From the Departments of Medicine (Drs Smith and Psaty), Epidemiology (Dr Psaty), and Health Services (Dr Psaty), University of Washington, Seattle; Department of Public Health Sciences, Wake Forest University School of Medicine, Winston-Salem, NC (Dr Furberg); Division of General Medicine, University of California, Davis (Dr White); Division of Cardiology, Johns Hopkins University, Hagerstown, Md (Dr Lima); Department of Medicine, University of Pittsburgh, Pittsburgh, Pa (Dr Newman); and Division of Epidemiology and Clinical Application, National Heart, Lung, and Blood Institute, Bethesda, Md (Dr Manolio).
Several recent randomized clinical trials have demonstrated that warfarin sodium treatment, and to a lesser extent aspirin, reduces risk of stroke and death compared with placebo in persons with atrial fibrillation. Insufficient documentation exists on the extent to which the use of these therapies following trial publications has continued to increase in the elderly with atrial fibrillation.

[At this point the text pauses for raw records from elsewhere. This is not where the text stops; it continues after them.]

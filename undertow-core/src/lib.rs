//! Undertow Core - Swarm-backed file access for embedded database engines
//!
//! This crate lets a synchronous, offset-addressable file API be served by files
//! whose bytes arrive incrementally from a BitTorrent swarm. It provides the
//! readiness gate, path resolution, open-file registry, range-read engine and
//! the adapter surfaces that tie them together.

pub mod config;
pub mod swarm;
#[cfg(any(test, feature = "test-utils"))]
pub mod test_mocks;
pub mod tracing_setup;
pub mod vfs;

// Re-export main types for convenient access
pub use config::{ConfigError, UndertowConfig, VfsConfig};
pub use swarm::{
    ByteStream, InfoHash, MagnetLink, Swarm, SwarmClient, SwarmError, SwarmFile, SwarmSource,
    TorrentSpecifier,
};
pub use vfs::{
    AccessMode, BlockingVfs, FileId, GateError, GateState, OpenFlags, ReadOutcome, ResultCode,
    SwarmVfs, VfsError,
};

/// Core errors that can bubble up from any Undertow subsystem.
///
/// High-level error types representing failures in core functionality.
#[derive(Debug, thiserror::Error)]
pub enum UndertowError {
    #[error("Swarm error: {0}")]
    Swarm(#[from] SwarmError),

    #[error("File system error: {0}")]
    Vfs(#[from] VfsError),

    #[error("Configuration error: {0}")]
    Configuration(#[from] ConfigError),

    #[error("I/O error: {0}")]
    Io(#[from] std::io::Error),
}

impl UndertowError {
    /// Returns a user-friendly error message suitable for display.
    pub fn user_message(&self) -> String {
        match self {
            UndertowError::Swarm(e) => match e {
                SwarmError::InvalidSpecifier { reason } => {
                    format!("Invalid torrent identifier: {reason}")
                }
                SwarmError::TorrentNotFound { info_hash } => {
                    format!("Torrent {info_hash} not found")
                }
                _ => "Swarm error occurred".to_string(),
            },
            UndertowError::Vfs(e) => match e {
                VfsError::NotReady { .. } => {
                    "Torrent metadata is not available; the file is unavailable".to_string()
                }
                VfsError::NotFound { path } => format!("File not found in torrent: {path}"),
                _ => "File access error occurred".to_string(),
            },
            UndertowError::Configuration(e) => format!("Configuration error: {e}"),
            UndertowError::Io(_) => "File system error occurred".to_string(),
        }
    }

    /// Checks if this error is due to user input validation.
    pub fn is_user_error(&self) -> bool {
        matches!(
            self,
            UndertowError::Configuration(_)
                | UndertowError::Swarm(SwarmError::InvalidSpecifier { .. })
        )
    }
}

pub type Result<T> = std::result::Result<T, UndertowError>;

We used data from the Cardiovascular Health Study, a study of 5888 community-dwelling adults aged 65 years or older, to determine the prevalence of warfarin and aspirin use in persons with electrocardiogram-identified atrial fibrillation. Electrocardiogram examinations were conducted at baseline from 1989 through 1990, and at 6 subsequent annual examinations through 1995-1996. Medication data were collected by inventory methods at each examination. Temporal change in use of anticoagulants was analyzed by comparing percentage use in 1990 to use in each year through 1996.
The use of warfarin increased 4-fold from 13% in 1990 to 50% in 1996 among participants with prevalent atrial fibrillation (P<.001). Daily use of aspirin did not increase over time. Participants younger than 80 years were 4 times more likely to use warfarin in 1996 (P<.001) than those 80 years and older. Use of aspirin did not vary significantly with age.
Warfarin use in community-dwelling elderly persons with electrocardiogram-documented atrial fibrillation increased steadily following the first publication of its treatment benefit, reaching 50% by 1996. In contrast, use of aspirin was unchanged during this same period. Continued efforts to promote appropriate anticoagulation therapy to physicians and their patients may still be needed.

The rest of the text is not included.